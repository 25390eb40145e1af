//! Introspection types for the cache layer.

use serde::{Deserialize, Serialize};

/// Statistics for one bounded TTL cache.
#[derive(Debug, Clone, Default, PartialEq, Eq, Serialize, Deserialize)]
pub struct TtlCacheStats {
    /// Number of entries currently held.
    pub size: usize,
    /// Configured capacity.
    pub max_size: usize,
    /// Cached keys, least recently used first.
    pub entries: Vec<String>,
    /// Lookups answered from the cache.
    pub hits: u64,
    /// Lookups that found nothing, or found an expired entry.
    pub misses: u64,
    /// Entries dropped to make room.
    pub evictions: u64,
    /// Entries dropped because their TTL had passed.
    pub expirations: u64,
}

impl TtlCacheStats {
    /// Calculate the hit rate (0.0 to 1.0).
    pub fn hit_rate(&self) -> f64 {
        let total = self.hits + self.misses;
        if total == 0 {
            0.0
        } else {
            self.hits as f64 / total as f64
        }
    }

    /// Returns true if `key` is currently cached.
    pub fn contains(&self, key: &str) -> bool {
        self.entries.iter().any(|k| k == key)
    }
}

/// Statistics for all three sub-caches of a caching decorator.
#[derive(Debug, Clone, Default, PartialEq, Eq, Serialize, Deserialize)]
pub struct CacheLayerStats {
    pub content: TtlCacheStats,
    pub exists: TtlCacheStats,
    pub dir_listing: TtlCacheStats,
}

impl CacheLayerStats {
    /// Total entries across all sub-caches.
    pub fn total_size(&self) -> usize {
        self.content.size + self.exists.size + self.dir_listing.size
    }
}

### Task details
All lines that contain the word "content" should be copied from the listing.

### Exercise answer
    pub content: TtlCacheStats,
        self.content.size + self.exists.size + self.dir_listing.size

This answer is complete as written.